Write out the following records exactly, each one in full.

-=-=-=-=-

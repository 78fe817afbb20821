//! Canonical layout of the coincidence event columns
//!
//! Every column that is read from the replay, filtered and written back out is
//! listed here exactly once, in output order. Dataset loading, cut variable
//! binding and the headers of all output tables are derived from this list.

use crate::numeric::Float;

/// Distance from the SHMS focal plane to the calorimeter (cm)
pub const D_CALO: Float = 292.64;

/// Distance from the SHMS focal plane to the dipole exit (cm)
pub const D_EXIT: Float = -307.0;

/// Name of the pion missing mass column, used by the missing-mass refinement
pub const MISSING_MASS: &str = "MMpi";

/// Where the values of a column come from
#[derive(Clone, Copy, Debug, PartialEq)]
pub enum ColumnSource {
    /// Copied as-is from a replay tree branch
    Branch(&'static str),

    /// Per-event sum over an array branch with one entry per detector block
    BlockSum(&'static str),

    /// Straight track projection away from the focal plane, computed from two
    /// previously listed columns as `position + slope * distance`
    Projection {
        position: &'static str,
        slope: &'static str,
        distance: Float,
    },
}

/// A named column of the event table
#[derive(Clone, Copy, Debug, PartialEq)]
pub struct ColumnSpec {
    /// Name used by cut expressions and output headers
    pub name: &'static str,

    /// How the column is obtained from the replay
    pub source: ColumnSource,
}

const fn branch(name: &'static str, branch: &'static str) -> ColumnSpec {
    ColumnSpec {
        name,
        source: ColumnSource::Branch(branch),
    }
}

const fn projection(
    name: &'static str,
    position: &'static str,
    slope: &'static str,
    distance: Float,
) -> ColumnSpec {
    ColumnSpec {
        name,
        source: ColumnSource::Projection {
            position,
            slope,
            distance,
        },
    }
}

/// Number of columns in a coincidence pion event
pub const NUM_COLUMNS: usize = 54;

/// The coincidence pion event columns, in canonical order
pub const COIN_PION_COLUMNS: [ColumnSpec; NUM_COLUMNS] = [
    // HMS
    branch("H_gtr_beta", "H.gtr.beta"),
    branch("H_gtr_xp", "H.gtr.th"),
    branch("H_gtr_yp", "H.gtr.ph"),
    branch("H_gtr_dp", "H.gtr.dp"),
    branch("H_dc_xfp", "H.dc.x_fp"),
    branch("H_dc_xpfp", "H.dc.xp_fp"),
    branch("H_dc_yfp", "H.dc.y_fp"),
    branch("H_dc_ypfp", "H.dc.yp_fp"),
    branch("H_hod_goodscinhit", "H.hod.goodscinhit"),
    branch("H_hod_goodstarttime", "H.hod.goodstarttime"),
    branch("H_cal_etotnorm", "H.cal.etotnorm"),
    branch("H_cal_etottracknorm", "H.cal.etottracknorm"),
    branch("H_cer_npeSum", "H.cer.npeSum"),
    branch("H_dc_InsideDipoleExit", "H.dc.InsideDipoleExit"),
    branch("P_dc_InsideDipoleExit", "P.dc.InsideDipoleExit"),
    branch("CTime_ePiCoinTime_ROC1", "CTime.ePiCoinTime_ROC1"),
    // SHMS
    branch("P_gtr_beta", "P.gtr.beta"),
    branch("P_gtr_xptar", "P.gtr.th"),
    branch("P_gtr_yptar", "P.gtr.ph"),
    branch("P_gtr_p", "P.gtr.p"),
    branch("P_gtr_dp", "P.gtr.dp"),
    branch("P_dc_xfp", "P.dc.x_fp"),
    branch("P_dc_xpfp", "P.dc.xp_fp"),
    branch("P_dc_yfp", "P.dc.y_fp"),
    branch("P_dc_ypfp", "P.dc.yp_fp"),
    branch("P_hod_goodscinhit", "P.hod.goodscinhit"),
    branch("P_hod_goodstarttime", "P.hod.goodstarttime"),
    branch("P_cal_etotnorm", "P.cal.etotnorm"),
    branch("P_cal_etottracknorm", "P.cal.etottracknorm"),
    branch("P_cal_fly_earray", "P.cal.fly.earray"),
    branch("P_cal_pr_eplane", "P.cal.pr.eplane"),
    ColumnSpec {
        name: "Cal_Adc_Hits",
        source: ColumnSource::BlockSum("P.cal.fly.numGoodAdcHits"),
    },
    branch("P_aero_npeSum", "P.aero.npeSum"),
    branch("P_aero_xAtAero", "P.aero.xAtAero"),
    branch("P_aero_yAtAero", "P.aero.yAtAero"),
    branch("P_hgcer_npeSum", "P.hgcer.npeSum"),
    branch("P_hgcer_xAtCer", "P.hgcer.xAtCer"),
    branch("P_hgcer_yAtCer", "P.hgcer.yAtCer"),
    branch("P_ngcer_npeSum", "P.ngcer.npeSum"),
    branch("P_ngcer_xAtCer", "P.ngcer.xAtCer"),
    branch("P_ngcer_yAtCer", "P.ngcer.yAtCer"),
    branch(MISSING_MASS, "P.kin.secondary.MMpi"),
    // RF timing
    branch("H_RF_Dist", "RFTime.HMS_RFtimeDist"),
    branch("P_RF_Dist", "RFTime.SHMS_RFtimeDist"),
    // Track projections
    projection("xCalo", "P_dc_xfp", "P_dc_xpfp", D_CALO),
    projection("yCalo", "P_dc_yfp", "P_dc_ypfp", D_CALO),
    projection("xExit", "P_dc_xfp", "P_dc_xpfp", D_EXIT),
    projection("yExit", "P_dc_yfp", "P_dc_ypfp", D_EXIT),
    // Kinematics
    branch("Q2", "H.kin.primary.Q2"),
    branch("W", "H.kin.primary.W"),
    branch("epsilon", "H.kin.primary.epsilon"),
    branch("th_q", "P.kin.secondary.th_xq"),
    branch("ph_q", "P.kin.secondary.ph_xq"),
    branch("MandelT", "P.kin.secondary.MandelT"),
];

/// Output header shared by every table, in canonical order
pub fn header() -> Vec<&'static str> {
    COIN_PION_COLUMNS.iter().map(|spec| spec.name).collect()
}

#[cfg(test)]
mod tests {
    use super::*;
    use std::collections::BTreeSet;

    #[test]
    fn column_names_are_unique() {
        let names: BTreeSet<_> = COIN_PION_COLUMNS.iter().map(|spec| spec.name).collect();
        assert_eq!(names.len(), NUM_COLUMNS);
        assert_eq!(header().len(), NUM_COLUMNS);
    }

    #[test]
    fn projections_only_use_earlier_columns() {
        for (idx, spec) in COIN_PION_COLUMNS.iter().enumerate() {
            if let ColumnSource::Projection {
                position, slope, ..
            } = spec.source
            {
                let earlier = &COIN_PION_COLUMNS[..idx];
                assert!(earlier.iter().any(|s| s.name == position), "{}", spec.name);
                assert!(earlier.iter().any(|s| s.name == slope), "{}", spec.name);
            }
        }
    }

    #[test]
    fn missing_mass_is_part_of_the_schema() {
        assert!(header().contains(&MISSING_MASS));
    }
}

-=-=-=-=-

## Solution to this problem
repository 78fe817afbb20821
//! Canonical layout of the coincidence event columns
//!
//! Every column that is read from the replay, filtered and written back out is
//! listed here exactly once, in output order. Dataset loading, cut variable
//! binding and the headers of all output tables are derived from this list.

use crate::numeric::Float;

/// Distance from the SHMS focal plane to the calorimeter (cm)
pub const D_CALO: Float = 292.64;

/// Distance from the SHMS focal plane to the dipole exit (cm)
pub const D_EXIT: Float = -307.0;

/// Name of the pion missing mass column, used by the missing-mass refinement
pub const MISSING_MASS: &str = "MMpi";

/// Where the values of a column come from
#[derive(Clone, Copy, Debug, PartialEq)]
pub enum ColumnSource {
    /// Copied as-is from a replay tree branch
    Branch(&'static str),

    /// Per-event sum over an array branch with one entry per detector block
    BlockSum(&'static str),

    /// Straight track projection away from the focal plane, computed from two
    /// previously listed columns as `position + slope * distance`
    Projection {
        position: &'static str,
        slope: &'static str,
        distance: Float,
    },
}

/// A named column of the event table
#[derive(Clone, Copy, Debug, PartialEq)]
pub struct ColumnSpec {
    /// Name used by cut expressions and output headers
    pub name: &'static str,

    /// How the column is obtained from the replay
    pub source: ColumnSource,
}

const fn branch(name: &'static str, branch: &'static str) -> ColumnSpec {
    ColumnSpec {
        name,
        source: ColumnSource::Branch(branch),
    }
}

const fn projection(
    name: &'static str,
    position: &'static str,
    slope: &'static str,
    distance: Float,
) -> ColumnSpec {
    ColumnSpec {
        name,
        source: ColumnSource::Projection {
            position,
            slope,
            distance,
        },
    }
}

/// Number of columns in a coincidence pion event
pub const NUM_COLUMNS: usize = 54;

/// The coincidence pion event columns, in canonical order
pub const COIN_PION_COLUMNS: [ColumnSpec; NUM_COLUMNS] = [
    // HMS
    branch("H_gtr_beta", "H.gtr.beta"),
    branch("H_gtr_xp", "H.gtr.th"),
    branch("H_gtr_yp", "H.gtr.ph"),
    branch("H_gtr_dp", "H.gtr.dp"),
    branch("H_dc_xfp", "H.dc.x_fp"),
    branch("H_dc_xpfp", "H.dc.xp_fp"),
    branch("H_dc_yfp", "H.dc.y_fp"),
    branch("H_dc_ypfp", "H.dc.yp_fp"),
    branch("H_hod_goodscinhit", "H.hod.goodscinhit"),
    branch("H_hod_goodstarttime", "H.hod.goodstarttime"),
    branch("H_cal_etotnorm", "H.cal.etotnorm"),
    branch("H_cal_etottracknorm", "H.cal.etottracknorm"),
    branch("H_cer_npeSum", "H.cer.npeSum"),
    branch("H_dc_InsideDipoleExit", "H.dc.InsideDipoleExit"),
    branch("P_dc_InsideDipoleExit", "P.dc.InsideDipoleExit"),
    branch("CTime_ePiCoinTime_ROC1", "CTime.ePiCoinTime_ROC1"),
    // SHMS
    branch("P_gtr_beta", "P.gtr.beta"),
    branch("P_gtr_xptar", "P.gtr.th"),
    branch("P_gtr_yptar", "P.gtr.ph"),
    branch("P_gtr_p", "P.gtr.p"),
    branch("P_gtr_dp", "P.gtr.dp"),
    branch("P_dc_xfp", "P.dc.x_fp"),
    branch("P_dc_xpfp", "P.dc.xp_fp"),
    branch("P_dc_yfp", "P.dc.y_fp"),
    branch("P_dc_ypfp", "P.dc.yp_fp"),
    branch("P_hod_goodscinhit", "P.hod.goodscinhit"),
    branch("P_hod_goodstarttime", "P.hod.goodstarttime"),
    branch("P_cal_etotnorm", "P.cal.etotnorm"),
    branch("P_cal_etottracknorm", "P.cal.etottracknorm"),
    branch("P_cal_fly_earray", "P.cal.fly.earray"),
    branch("P_cal_pr_eplane", "P.cal.pr.eplane"),
    ColumnSpec {
        name: "Cal_Adc_Hits",
        source: ColumnSource::BlockSum("P.cal.fly.numGoodAdcHits"),
    },
    branch("P_aero_npeSum", "P.aero.npeSum"),
    branch("P_aero_xAtAero", "P.aero.xAtAero"),
    branch("P_aero_yAtAero", "P.aero.yAtAero"),
    branch("P_hgcer_npeSum", "P.hgcer.npeSum"),
    branch("P_hgcer_xAtCer", "P.hgcer.xAtCer"),
    branch("P_hgcer_yAtCer", "P.hgcer.yAtCer"),
    branch("P_ngcer_npeSum", "P.ngcer.npeSum"),
    branch("P_ngcer_xAtCer", "P.ngcer.xAtCer"),
    branch("P_ngcer_yAtCer", "P.ngcer.yAtCer"),
    branch(MISSING_MASS, "P.kin.secondary.MMpi"),
    // RF timing
    branch("H_RF_Dist", "RFTime.HMS_RFtimeDist"),
    branch("P_RF_Dist", "RFTime.SHMS_RFtimeDist"),
    // Track projections
    projection("xCalo", "P_dc_xfp", "P_dc_xpfp", D_CALO),
    projection("yCalo", "P_dc_yfp", "P_dc_ypfp", D_CALO),
    projection("xExit", "P_dc_xfp", "P_dc_xpfp", D_EXIT),
    projection("yExit", "P_dc_yfp", "P_dc_ypfp", D_EXIT),
    // Kinematics
    branch("Q2", "H.kin.primary.Q2"),
    branch("W", "H.kin.primary.W"),
    branch("epsilon", "H.kin.primary.epsilon"),
    branch("th_q", "P.kin.secondary.th_xq"),
    branch("ph_q", "P.kin.secondary.ph_xq"),
    branch("MandelT", "P.kin.secondary.MandelT"),
];

/// Output header shared by every table, in canonical order
pub fn header() -> Vec<&'static str> {
    COIN_PION_COLUMNS.iter().map(|spec| spec.name).collect()
}

#[cfg(test)]
mod tests {
    use super::*;
    use std::collections::BTreeSet;

    #[test]
    fn column_names_are_unique() {
        let names: BTreeSet<_> = COIN_PION_COLUMNS.iter().map(|spec| spec.name).collect();
        assert_eq!(names.len(), NUM_COLUMNS);
        assert_eq!(header().len(), NUM_COLUMNS);
    }

    #[test]
    fn projections_only_use_earlier_columns() {
        for (idx, spec) in COIN_PION_COLUMNS.iter().enumerate() {
            if let ColumnSource::Projection {
                position, slope, ..
            } = spec.source
            {
                let earlier = &COIN_PION_COLUMNS[..idx];
                assert!(earlier.iter().any(|s| s.name == position), "{}", spec.name);
                assert!(earlier.iter().any(|s| s.name == slope), "{}", spec.name);
            }
        }
    }

    #[test]
    fn missing_mass_is_part_of_the_schema() {
        assert!(header().contains(&MISSING_MASS));
    }
}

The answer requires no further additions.